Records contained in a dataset

--------------------

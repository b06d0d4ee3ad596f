// crates/bowtie-report-core/src/core/results.rs
// ============================================================================
// Module: Case Results
// Description: Per-test outcomes and per-implementation result mappings.
// Purpose: Represent what one implementation reported for each case.
// Dependencies: crate::core::identifiers, serde, serde_json
// ============================================================================

//! ## Overview
//! [`CaseResult`] is the outcome of one test for one implementation. Only the
//! verdict states (`successful` and `unsuccessful`) carry the validity the
//! implementation reported; whether that verdict matched the expectation is
//! encoded by which of the two states was chosen.
//!
//! [`ImplementationResults`] maps case sequence numbers to positional result
//! sequences. A missing entry means the implementation could not run the case
//! at all; every test of such a case reads as `errored`.

// ============================================================================
// SECTION: Imports
// ============================================================================

use std::collections::BTreeMap;

use serde::Deserialize;
use serde::Serialize;
use serde_json::Value;

use crate::core::identifiers::CaseSeq;

// ============================================================================
// SECTION: Case Result
// ============================================================================

/// Outcome of one test for one implementation.
#[derive(Debug, Clone, PartialEq, Eq, Serialize, Deserialize)]
#[serde(tag = "state", rename_all = "snake_case")]
pub enum CaseResult {
    /// Verdict matched the expected validity.
    Successful {
        /// Validity reported by the implementation.
        valid: bool,
    },
    /// Verdict contradicted the expected validity.
    Unsuccessful {
        /// Validity reported by the implementation.
        valid: bool,
    },
    /// Implementation raised an error for this test.
    Errored {
        /// Optional diagnostic message.
        #[serde(default, skip_serializing_if = "Option::is_none")]
        message: Option<String>,
    },
    /// Implementation declined to run this test.
    Skipped {
        /// Optional skip reason.
        #[serde(default, skip_serializing_if = "Option::is_none")]
        message: Option<String>,
    },
}

impl CaseResult {
    /// Classifies a reported verdict against an optional expectation.
    ///
    /// An unknown expectation cannot be contradicted and yields `Successful`.
    #[must_use]
    pub fn from_verdict(valid: bool, expected: Option<bool>) -> Self {
        match expected {
            Some(expected) if expected != valid => Self::Unsuccessful {
                valid,
            },
            _ => Self::Successful {
                valid,
            },
        }
    }

    /// Returns an errored result without a message.
    #[must_use]
    pub const fn errored() -> Self {
        Self::Errored {
            message: None,
        }
    }

    /// Returns the tag of this result.
    #[must_use]
    pub const fn state(&self) -> ResultState {
        match self {
            Self::Successful {
                ..
            } => ResultState::Successful,
            Self::Unsuccessful {
                ..
            } => ResultState::Unsuccessful,
            Self::Errored {
                ..
            } => ResultState::Errored,
            Self::Skipped {
                ..
            } => ResultState::Skipped,
        }
    }

    /// Returns the reported validity for verdict states.
    #[must_use]
    pub const fn valid(&self) -> Option<bool> {
        match self {
            Self::Successful {
                valid,
            }
            | Self::Unsuccessful {
                valid,
            } => Some(*valid),
            Self::Errored {
                ..
            }
            | Self::Skipped {
                ..
            } => None,
        }
    }

    /// Returns the three-state matrix outcome.
    #[must_use]
    pub const fn outcome(&self) -> CellOutcome {
        match self.state() {
            ResultState::Successful => CellOutcome::Correct,
            ResultState::Unsuccessful => CellOutcome::Incorrect,
            ResultState::Errored | ResultState::Skipped => CellOutcome::NoVerdict,
        }
    }
}

/// Tag of a [`CaseResult`].
#[derive(Debug, Clone, Copy, PartialEq, Eq, Hash, Serialize, Deserialize)]
#[serde(rename_all = "snake_case")]
pub enum ResultState {
    /// Verdict matched the expectation.
    Successful,
    /// Verdict contradicted the expectation.
    Unsuccessful,
    /// Implementation errored.
    Errored,
    /// Implementation skipped the test.
    Skipped,
}

impl ResultState {
    /// Returns a stable label for the state.
    #[must_use]
    pub const fn as_str(self) -> &'static str {
        match self {
            Self::Successful => "successful",
            Self::Unsuccessful => "unsuccessful",
            Self::Errored => "errored",
            Self::Skipped => "skipped",
        }
    }
}

/// Three-state outcome used for matrix cells.
///
/// # Invariants
/// - Represents a closed set: correct, incorrect, or no verdict at all.
#[derive(Debug, Clone, Copy, PartialEq, Eq, Hash, Serialize, Deserialize)]
#[serde(rename_all = "snake_case")]
pub enum CellOutcome {
    /// Implementation produced the expected verdict.
    Correct,
    /// Implementation produced the wrong verdict.
    Incorrect,
    /// Implementation produced no verdict (errored or skipped).
    NoVerdict,
}

// ============================================================================
// SECTION: Whole-Case Errors
// ============================================================================

/// Terminal error reported when an implementation could not run a case.
#[derive(Debug, Clone, PartialEq, Eq, Serialize, Deserialize)]
pub struct CaseError {
    /// Whether the harness caught the error (as opposed to a crash).
    #[serde(default)]
    pub caught: bool,
    /// Message extracted from the error context when present.
    #[serde(default, skip_serializing_if = "Option::is_none")]
    pub message: Option<String>,
    /// Raw error context as reported.
    #[serde(default, skip_serializing_if = "Option::is_none")]
    pub context: Option<Value>,
}

// ============================================================================
// SECTION: Implementation Results
// ============================================================================

/// Results one implementation reported during one run.
///
/// # Invariants
/// - Every present entry holds exactly one result per test of its case.
/// - Cases in `errors` have no entry in `cases`.
#[derive(Debug, Clone, Default, PartialEq, Eq, Serialize)]
pub struct ImplementationResults {
    /// Positional results keyed by case sequence number.
    cases: BTreeMap<CaseSeq, Vec<CaseResult>>,
    /// Terminal errors keyed by case sequence number.
    errors: BTreeMap<CaseSeq, CaseError>,
}

impl ImplementationResults {
    /// Returns the positional results for a case, if reported.
    #[must_use]
    pub fn get(&self, seq: CaseSeq) -> Option<&[CaseResult]> {
        self.cases.get(&seq).map(Vec::as_slice)
    }

    /// Returns the terminal error for a case, if one was reported.
    #[must_use]
    pub fn error(&self, seq: CaseSeq) -> Option<&CaseError> {
        self.errors.get(&seq)
    }

    /// Returns true when any record (results or terminal error) covered the case.
    #[must_use]
    pub fn covers(&self, seq: CaseSeq) -> bool {
        self.cases.contains_key(&seq) || self.errors.contains_key(&seq)
    }

    /// Returns the number of cases with positional results.
    #[must_use]
    pub fn reported_cases(&self) -> usize {
        self.cases.len()
    }

    /// Iterates positional results in case order.
    pub fn iter(&self) -> impl Iterator<Item = (CaseSeq, &[CaseResult])> {
        self.cases.iter().map(|(seq, results)| (*seq, results.as_slice()))
    }

    /// Records positional results for a case.
    pub(crate) fn insert_results(&mut self, seq: CaseSeq, results: Vec<CaseResult>) {
        self.cases.insert(seq, results);
    }

    /// Records a terminal error for a case.
    pub(crate) fn insert_error(&mut self, seq: CaseSeq, error: CaseError) {
        self.errors.insert(seq, error);
    }
}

--------------------

» **What you need to do**
Would you return the entries exactly as they stand?

» **Exercise solution**
repository b06d0d4ee3ad596f
// crates/bowtie-report-core/src/core/results.rs
// ============================================================================
// Module: Case Results
// Description: Per-test outcomes and per-implementation result mappings.
// Purpose: Represent what one implementation reported for each case.
// Dependencies: crate::core::identifiers, serde, serde_json
// ============================================================================

//! ## Overview
//! [`CaseResult`] is the outcome of one test for one implementation. Only the
//! verdict states (`successful` and `unsuccessful`) carry the validity the
//! implementation reported; whether that verdict matched the expectation is
//! encoded by which of the two states was chosen.
//!
//! [`ImplementationResults`] maps case sequence numbers to positional result
//! sequences. A missing entry means the implementation could not run the case
//! at all; every test of such a case reads as `errored`.

// ============================================================================
// SECTION: Imports
// ============================================================================

use std::collections::BTreeMap;

use serde::Deserialize;
use serde::Serialize;
use serde_json::Value;

use crate::core::identifiers::CaseSeq;

// ============================================================================
// SECTION: Case Result
// ============================================================================

/// Outcome of one test for one implementation.
#[derive(Debug, Clone, PartialEq, Eq, Serialize, Deserialize)]
#[serde(tag = "state", rename_all = "snake_case")]
pub enum CaseResult {
    /// Verdict matched the expected validity.
    Successful {
        /// Validity reported by the implementation.
        valid: bool,
    },
    /// Verdict contradicted the expected validity.
    Unsuccessful {
        /// Validity reported by the implementation.
        valid: bool,
    },
    /// Implementation raised an error for this test.
    Errored {
        /// Optional diagnostic message.
        #[serde(default, skip_serializing_if = "Option::is_none")]
        message: Option<String>,
    },
    /// Implementation declined to run this test.
    Skipped {
        /// Optional skip reason.
        #[serde(default, skip_serializing_if = "Option::is_none")]
        message: Option<String>,
    },
}

impl CaseResult {
    /// Classifies a reported verdict against an optional expectation.
    ///
    /// An unknown expectation cannot be contradicted and yields `Successful`.
    #[must_use]
    pub fn from_verdict(valid: bool, expected: Option<bool>) -> Self {
        match expected {
            Some(expected) if expected != valid => Self::Unsuccessful {
                valid,
            },
            _ => Self::Successful {
                valid,
            },
        }
    }

    /// Returns an errored result without a message.
    #[must_use]
    pub const fn errored() -> Self {
        Self::Errored {
            message: None,
        }
    }

    /// Returns the tag of this result.
    #[must_use]
    pub const fn state(&self) -> ResultState {
        match self {
            Self::Successful {
                ..
            } => ResultState::Successful,
            Self::Unsuccessful {
                ..
            } => ResultState::Unsuccessful,
            Self::Errored {
                ..
            } => ResultState::Errored,
            Self::Skipped {
                ..
            } => ResultState::Skipped,
        }
    }

    /// Returns the reported validity for verdict states.
    #[must_use]
    pub const fn valid(&self) -> Option<bool> {
        match self {
            Self::Successful {
                valid,
            }
            | Self::Unsuccessful {
                valid,
            } => Some(*valid),
            Self::Errored {
                ..
            }
            | Self::Skipped {
                ..
            } => None,
        }
    }

    /// Returns the three-state matrix outcome.
    #[must_use]
    pub const fn outcome(&self) -> CellOutcome {
        match self.state() {
            ResultState::Successful => CellOutcome::Correct,
            ResultState::Unsuccessful => CellOutcome::Incorrect,
            ResultState::Errored | ResultState::Skipped => CellOutcome::NoVerdict,
        }
    }
}

/// Tag of a [`CaseResult`].
#[derive(Debug, Clone, Copy, PartialEq, Eq, Hash, Serialize, Deserialize)]
#[serde(rename_all = "snake_case")]
pub enum ResultState {
    /// Verdict matched the expectation.
    Successful,
    /// Verdict contradicted the expectation.
    Unsuccessful,
    /// Implementation errored.
    Errored,
    /// Implementation skipped the test.
    Skipped,
}

impl ResultState {
    /// Returns a stable label for the state.
    #[must_use]
    pub const fn as_str(self) -> &'static str {
        match self {
            Self::Successful => "successful",
            Self::Unsuccessful => "unsuccessful",
            Self::Errored => "errored",
            Self::Skipped => "skipped",
        }
    }
}

/// Three-state outcome used for matrix cells.
///
/// # Invariants
/// - Represents a closed set: correct, incorrect, or no verdict at all.
#[derive(Debug, Clone, Copy, PartialEq, Eq, Hash, Serialize, Deserialize)]
#[serde(rename_all = "snake_case")]
pub enum CellOutcome {
    /// Implementation produced the expected verdict.
    Correct,
    /// Implementation produced the wrong verdict.
    Incorrect,
    /// Implementation produced no verdict (errored or skipped).
    NoVerdict,
}

// ============================================================================
// SECTION: Whole-Case Errors
// ============================================================================

/// Terminal error reported when an implementation could not run a case.
#[derive(Debug, Clone, PartialEq, Eq, Serialize, Deserialize)]
pub struct CaseError {
    /// Whether the harness caught the error (as opposed to a crash).
    #[serde(default)]
    pub caught: bool,
    /// Message extracted from the error context when present.
    #[serde(default, skip_serializing_if = "Option::is_none")]
    pub message: Option<String>,
    /// Raw error context as reported.
    #[serde(default, skip_serializing_if = "Option::is_none")]
    pub context: Option<Value>,
}

// ============================================================================
// SECTION: Implementation Results
// ============================================================================

/// Results one implementation reported during one run.
///
/// # Invariants
/// - Every present entry holds exactly one result per test of its case.
/// - Cases in `errors` have no entry in `cases`.
#[derive(Debug, Clone, Default, PartialEq, Eq, Serialize)]
pub struct ImplementationResults {
    /// Positional results keyed by case sequence number.
    cases: BTreeMap<CaseSeq, Vec<CaseResult>>,
    /// Terminal errors keyed by case sequence number.
    errors: BTreeMap<CaseSeq, CaseError>,
}

impl ImplementationResults {
    /// Returns the positional results for a case, if reported.
    #[must_use]
    pub fn get(&self, seq: CaseSeq) -> Option<&[CaseResult]> {
        self.cases.get(&seq).map(Vec::as_slice)
    }

    /// Returns the terminal error for a case, if one was reported.
    #[must_use]
    pub fn error(&self, seq: CaseSeq) -> Option<&CaseError> {
        self.errors.get(&seq)
    }

    /// Returns true when any record (results or terminal error) covered the case.
    #[must_use]
    pub fn covers(&self, seq: CaseSeq) -> bool {
        self.cases.contains_key(&seq) || self.errors.contains_key(&seq)
    }

    /// Returns the number of cases with positional results.
    #[must_use]
    pub fn reported_cases(&self) -> usize {
        self.cases.len()
    }

    /// Iterates positional results in case order.
    pub fn iter(&self) -> impl Iterator<Item = (CaseSeq, &[CaseResult])> {
        self.cases.iter().map(|(seq, results)| (*seq, results.as_slice()))
    }

    /// Records positional results for a case.
    pub(crate) fn insert_results(&mut self, seq: CaseSeq, results: Vec<CaseResult>) {
        self.cases.insert(seq, results);
    }

    /// Records a terminal error for a case.
    pub(crate) fn insert_error(&mut self, seq: CaseSeq, error: CaseError) {
        self.errors.insert(seq, error);
    }
}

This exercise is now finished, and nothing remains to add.